- **Exercise aim**: Write out each line of the entries exactly, starting at the first and finishing with the line that contains "fn matrix(rows: Vec<Vec<Element>>)".

Items listed in a dataset
________

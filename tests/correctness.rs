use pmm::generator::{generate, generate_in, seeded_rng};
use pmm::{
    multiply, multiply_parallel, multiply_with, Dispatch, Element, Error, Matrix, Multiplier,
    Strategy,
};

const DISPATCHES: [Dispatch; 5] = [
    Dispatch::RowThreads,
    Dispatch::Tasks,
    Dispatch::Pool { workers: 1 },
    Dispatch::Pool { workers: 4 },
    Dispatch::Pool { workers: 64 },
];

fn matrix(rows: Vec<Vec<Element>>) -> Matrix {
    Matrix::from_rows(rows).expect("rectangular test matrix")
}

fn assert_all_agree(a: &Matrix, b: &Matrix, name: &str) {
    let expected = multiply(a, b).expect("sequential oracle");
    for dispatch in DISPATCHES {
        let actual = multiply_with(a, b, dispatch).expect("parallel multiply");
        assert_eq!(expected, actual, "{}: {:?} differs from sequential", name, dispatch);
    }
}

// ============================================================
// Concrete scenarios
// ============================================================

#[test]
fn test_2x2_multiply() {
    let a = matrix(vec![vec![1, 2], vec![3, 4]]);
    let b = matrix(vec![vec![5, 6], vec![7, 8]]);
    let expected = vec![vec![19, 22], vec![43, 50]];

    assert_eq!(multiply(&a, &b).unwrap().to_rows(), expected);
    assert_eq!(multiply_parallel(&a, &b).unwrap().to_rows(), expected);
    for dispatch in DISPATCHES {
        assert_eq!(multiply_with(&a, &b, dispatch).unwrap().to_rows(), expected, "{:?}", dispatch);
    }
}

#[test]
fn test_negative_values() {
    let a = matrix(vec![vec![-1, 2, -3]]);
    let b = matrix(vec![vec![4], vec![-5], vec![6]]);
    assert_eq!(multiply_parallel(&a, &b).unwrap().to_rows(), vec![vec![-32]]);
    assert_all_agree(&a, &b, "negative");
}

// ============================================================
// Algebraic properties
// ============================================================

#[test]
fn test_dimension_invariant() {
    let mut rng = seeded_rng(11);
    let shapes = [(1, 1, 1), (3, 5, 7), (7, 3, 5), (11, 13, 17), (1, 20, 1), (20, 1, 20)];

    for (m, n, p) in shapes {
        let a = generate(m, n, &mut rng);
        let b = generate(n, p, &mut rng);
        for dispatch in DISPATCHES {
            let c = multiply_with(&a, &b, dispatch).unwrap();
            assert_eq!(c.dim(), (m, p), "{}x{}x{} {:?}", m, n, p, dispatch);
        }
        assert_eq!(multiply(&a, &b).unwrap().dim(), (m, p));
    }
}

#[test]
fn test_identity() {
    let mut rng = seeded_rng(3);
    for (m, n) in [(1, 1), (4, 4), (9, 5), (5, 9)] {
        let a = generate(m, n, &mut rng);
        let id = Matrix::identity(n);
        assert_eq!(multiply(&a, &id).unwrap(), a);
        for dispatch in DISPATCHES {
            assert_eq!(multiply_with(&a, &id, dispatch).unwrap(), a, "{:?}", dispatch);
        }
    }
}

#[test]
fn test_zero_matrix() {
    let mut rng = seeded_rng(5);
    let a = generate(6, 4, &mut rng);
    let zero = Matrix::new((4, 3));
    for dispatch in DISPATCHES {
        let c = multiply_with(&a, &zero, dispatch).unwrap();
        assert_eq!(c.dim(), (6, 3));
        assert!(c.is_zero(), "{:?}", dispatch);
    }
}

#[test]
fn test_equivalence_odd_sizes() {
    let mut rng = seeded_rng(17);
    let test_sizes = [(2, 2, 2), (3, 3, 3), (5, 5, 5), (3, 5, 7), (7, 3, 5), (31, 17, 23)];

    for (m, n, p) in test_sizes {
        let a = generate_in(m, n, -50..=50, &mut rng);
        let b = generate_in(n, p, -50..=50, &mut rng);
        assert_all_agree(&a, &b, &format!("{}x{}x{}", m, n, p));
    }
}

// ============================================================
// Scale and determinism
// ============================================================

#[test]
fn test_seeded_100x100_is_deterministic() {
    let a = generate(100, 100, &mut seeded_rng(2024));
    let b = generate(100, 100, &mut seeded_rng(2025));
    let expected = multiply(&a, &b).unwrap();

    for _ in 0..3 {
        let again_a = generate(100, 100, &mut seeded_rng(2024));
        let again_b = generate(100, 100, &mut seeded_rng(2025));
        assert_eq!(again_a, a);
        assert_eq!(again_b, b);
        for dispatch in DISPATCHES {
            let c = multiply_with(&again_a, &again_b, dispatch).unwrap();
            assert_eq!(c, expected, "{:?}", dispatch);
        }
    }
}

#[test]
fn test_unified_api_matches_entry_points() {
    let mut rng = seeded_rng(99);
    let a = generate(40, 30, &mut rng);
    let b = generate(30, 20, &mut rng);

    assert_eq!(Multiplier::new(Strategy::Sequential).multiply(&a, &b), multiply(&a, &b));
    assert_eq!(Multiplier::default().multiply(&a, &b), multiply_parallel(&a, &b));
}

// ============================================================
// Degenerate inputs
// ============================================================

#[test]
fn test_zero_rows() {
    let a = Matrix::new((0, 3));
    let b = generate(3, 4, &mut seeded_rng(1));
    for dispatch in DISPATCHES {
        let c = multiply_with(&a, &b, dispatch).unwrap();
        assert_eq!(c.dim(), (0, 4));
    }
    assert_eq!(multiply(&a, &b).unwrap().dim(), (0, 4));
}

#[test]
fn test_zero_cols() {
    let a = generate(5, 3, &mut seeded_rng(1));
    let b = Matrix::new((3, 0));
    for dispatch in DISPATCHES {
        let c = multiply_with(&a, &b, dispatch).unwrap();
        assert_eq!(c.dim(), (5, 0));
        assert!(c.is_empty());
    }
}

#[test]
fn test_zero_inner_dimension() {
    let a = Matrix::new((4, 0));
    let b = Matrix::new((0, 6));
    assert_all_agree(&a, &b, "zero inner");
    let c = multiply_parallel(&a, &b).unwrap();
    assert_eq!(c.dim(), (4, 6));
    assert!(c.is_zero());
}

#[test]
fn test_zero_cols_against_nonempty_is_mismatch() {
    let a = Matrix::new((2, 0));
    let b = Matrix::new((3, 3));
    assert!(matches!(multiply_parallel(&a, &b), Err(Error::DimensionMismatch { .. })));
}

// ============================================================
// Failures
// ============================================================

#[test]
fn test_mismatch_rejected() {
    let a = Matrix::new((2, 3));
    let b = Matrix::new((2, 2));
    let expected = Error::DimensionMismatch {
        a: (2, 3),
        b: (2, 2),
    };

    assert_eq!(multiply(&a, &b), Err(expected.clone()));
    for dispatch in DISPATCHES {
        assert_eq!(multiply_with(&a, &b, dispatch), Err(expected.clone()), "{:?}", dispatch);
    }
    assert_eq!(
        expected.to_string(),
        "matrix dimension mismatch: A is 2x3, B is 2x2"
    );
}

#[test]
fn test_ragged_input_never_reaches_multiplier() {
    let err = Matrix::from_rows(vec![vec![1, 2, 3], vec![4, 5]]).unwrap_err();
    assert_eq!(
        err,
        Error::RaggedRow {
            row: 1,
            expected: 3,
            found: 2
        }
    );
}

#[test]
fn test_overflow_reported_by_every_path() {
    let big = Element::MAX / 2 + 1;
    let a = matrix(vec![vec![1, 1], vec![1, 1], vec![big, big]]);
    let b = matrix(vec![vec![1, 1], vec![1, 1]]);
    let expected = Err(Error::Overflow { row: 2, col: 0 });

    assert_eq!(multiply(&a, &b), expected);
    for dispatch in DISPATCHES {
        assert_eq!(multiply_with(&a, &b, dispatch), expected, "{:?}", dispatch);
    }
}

________

- **Written response**:
filename tests/correctness.rs
use pmm::generator::{generate, generate_in, seeded_rng};
use pmm::{
    multiply, multiply_parallel, multiply_with, Dispatch, Element, Error, Matrix, Multiplier,
    Strategy,
};

const DISPATCHES: [Dispatch; 5] = [
    Dispatch::RowThreads,
    Dispatch::Tasks,
    Dispatch::Pool { workers: 1 },
    Dispatch::Pool { workers: 4 },
    Dispatch::Pool { workers: 64 },
];

fn matrix(rows: Vec<Vec<Element>>) -> Matrix {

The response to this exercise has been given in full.